En el arte icónico de Bizancio, símbolo culminante y extremo de la pintura medieval, la respuesta a estas preguntas eternas de la pintura es una sola: el tiempo de la pintura es un solo tiempo, la eternidad propia de una sola figura, Dios, el Pankreator. La mirada del Pankreator bizantino está, como la circunferencia de Pascal, en todas partes y en ninguna. Nos mira y lo miramos, pero una barrera —la divinidad— nos separa. Nosotros estamos aquí y ahora. Él está aquí y en todas partes. Mañana, nosotros ya no estaremos aquí. Él continuará estando, por los siglos de los siglos.

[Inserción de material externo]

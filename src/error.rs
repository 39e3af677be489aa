//! Error kinds for the engine.
//!
//! Within a task, any error aborts the task and propagates up to the
//! worker loop, which returns fatally. There is no retry: a crashed
//! task aborts the whole job.

use std::path::PathBuf;

/// Everything that can go wrong while splitting, shuffling, mapping,
/// reducing or merging.
#[derive(Debug, thiserror::Error)]
pub enum Error {
    /// The input store has fewer rows than requested map tasks.
    #[error("fewer keys than map tasks ({rows} rows, {m} tasks)")]
    TooFewKeys { rows: u64, m: u32 },

    /// A SQLite operation on a pair store failed.
    #[error("pair store: {0}")]
    Store(#[from] rusqlite::Error),

    /// A local filesystem operation failed.
    #[error("io: {0}")]
    Io(#[from] std::io::Error),

    /// An HTTP GET of a shard failed or returned a short body.
    #[error("fetching {url}: {reason}")]
    Fetch { url: String, reason: String },

    /// A downloaded shard could not be appended to the destination store.
    #[error("merging {url} into {dest}: {source}")]
    Merge {
        url: String,
        dest: PathBuf,
        #[source]
        source: Box<Error>,
    },

    /// An RPC call failed.
    #[error("rpc: {0}")]
    Rpc(#[from] tonic::Status),

    /// Dialing a peer's RPC endpoint failed.
    #[error("rpc connect: {0}")]
    Connect(#[from] tonic::transport::Error),

    /// The user map function returned an error.
    #[error("map function: {0}")]
    ClientMap(#[source] anyhow::Error),

    /// The user reduce function returned an error.
    #[error("reduce function: {0}")]
    ClientReduce(#[source] anyhow::Error),

    /// A malformed job envelope: the task body does not match the phase.
    #[error("protocol: {0}")]
    Protocol(String),

    /// The node's state actor has stopped processing events.
    #[error("node actor stopped")]
    ActorStopped,

    /// The consuming end of a pipeline channel hung up early. Internal;
    /// the consumer's own error is the one reported.
    #[error("pipeline consumer hung up")]
    Canceled,

    /// A blocking storage task panicked.
    #[error("blocking task failed: {0}")]
    Join(#[from] tokio::task::JoinError),
}

pub type Result<T, E = Error> = std::result::Result<T, E>;
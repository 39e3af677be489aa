//! A MapReduce-compatible implementation of word count.

use anyhow::{Context, Result};
use tokio::sync::mpsc;

use crate::Pair;

/// Emits `(word, "1")` for every alphabetic run in the value.
pub async fn map(_key: String, value: String, out: mpsc::Sender<Pair>) -> Result<()> {
    let words = value
        .split(|c: char| !c.is_alphabetic())
        .filter(|s| !s.is_empty())
        .map(|word| word.to_lowercase());

    for word in words {
        out.send(Pair::new(word, "1"))
            .await
            .context("emitting word")?;
    }
    Ok(())
}

/// Sums the counts streamed for one word.
pub async fn reduce(
    key: String,
    mut values: mpsc::Receiver<String>,
    out: mpsc::Sender<Pair>,
) -> Result<()> {
    let mut count: u64 = 0;
    while let Some(value) = values.recv().await {
        count += value
            .trim()
            .parse::<u64>()
            .with_context(|| format!("bad count for `{key}`"))?;
    }

    out.send(Pair::new(key, count.to_string()))
        .await
        .context("emitting count")?;
    Ok(())
}

#[cfg(test)]
mod tests {
    use super::*;

    #[tokio::test]
    async fn map_splits_and_lowercases() {
        let (tx, mut rx) = mpsc::channel(16);
        map("doc".into(), "It's a test".into(), tx).await.unwrap();

        let mut words = Vec::new();
        while let Some(pair) = rx.recv().await {
            assert_eq!(pair.value, "1");
            words.push(pair.key);
        }
        assert_eq!(words, vec!["it", "s", "a", "test"]);
    }

    #[tokio::test]
    async fn reduce_sums_counts() {
        let (in_tx, in_rx) = mpsc::channel(16);
        let (out_tx, mut out_rx) = mpsc::channel(16);
        for _ in 0..3 {
            in_tx.send("1".into()).await.unwrap();
        }
        drop(in_tx);

        reduce("test".into(), in_rx, out_tx).await.unwrap();
        let pair = out_rx.recv().await.unwrap();
        assert_eq!((pair.key.as_str(), pair.value.as_str()), ("test", "3"));
        assert!(out_rx.recv().await.is_none());
    }
}
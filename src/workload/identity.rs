//! The identity workload: every input pair passes through unchanged.
//!
//! Useful for checking that a job is lossless end to end: the merged
//! output must equal the input as a multiset of pairs.

use anyhow::{Context, Result};
use tokio::sync::mpsc;

use crate::Pair;

pub async fn map(key: String, value: String, out: mpsc::Sender<Pair>) -> Result<()> {
    out.send(Pair::new(key, value))
        .await
        .context("emitting pair")?;
    Ok(())
}

pub async fn reduce(
    key: String,
    mut values: mpsc::Receiver<String>,
    out: mpsc::Sender<Pair>,
) -> Result<()> {
    while let Some(value) = values.recv().await {
        out.send(Pair::new(key.clone(), value))
            .await
            .context("emitting pair")?;
    }
    Ok(())
}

Tiene razón Fernando Botero cuando hace arrancar de Giotto la gran revolución moderna del arte. En vez de la distante veneración bizantina, Giotto trae a la pintura la inmediata pasión italiana y, cabe añadir, franciscana. Pues el compromiso personal, pasional, de San Francisco es materia de religión y vida, es hermano del engagement pasional que Giotto trae a la pintura. Quien consolida esta revolución es Piero della Francesca. Los frescos de Arezzo y Sansepolcro arrancan definitivamente a la pintura de la parálisis divina y la mirada frontal. Las figuras de Piero, a veces, sueñan —se atreven a soñar, como los durmientes de Sansepolcro—. Pero sobre todo, se atreven a mirar. En Arezzo, las figuras miran fuera del cuadro, más allá de los límites formales de la obra, hacia un horizonte o una persona que nosotros no vemos. Muerto en 1492, el año mismo del encuentro americano, quizás Piero mira tan lejos como el Mundus Novus que bautizó otro italiano, Amerigo Vespucci. Es como si Piero nos dijese: Voy a pintar una plaza de profunda perspectiva, fluyente como el tiempo en el que nacen, se desenvuelven y perecen los seres humanos y huidiza como el espacio irrestricto en el que se van cumpliendo, por la acción humana, los designios de Dios. He aquí las casas, las puertas, las piedras, los árboles, los hombres verdaderos, ya no el espacio sin relieve o el tiempo sin horarios del original Dios Creador, sino el espacio como lugar y el tiempo como cicatriz de la creación. A partir de Giotto y Piero, el pintor puede decir: Ciegos, miren, pinto para mirar, miro para pintar, miro lo que pinto, y lo que pinto, al ser pintado, me mira a mí y termina por mirarlos a ustedes que me miran al mirar mi pintura. «Sí —dice Julián, el pintor de Térra Nostra—, sólo lo circular es eterno y sólo lo eterno es circular, pero dentro de ese eterno círculo caben todos los accidentes y variedades de la libertad que no es eterna sino instantánea y fugitiva.»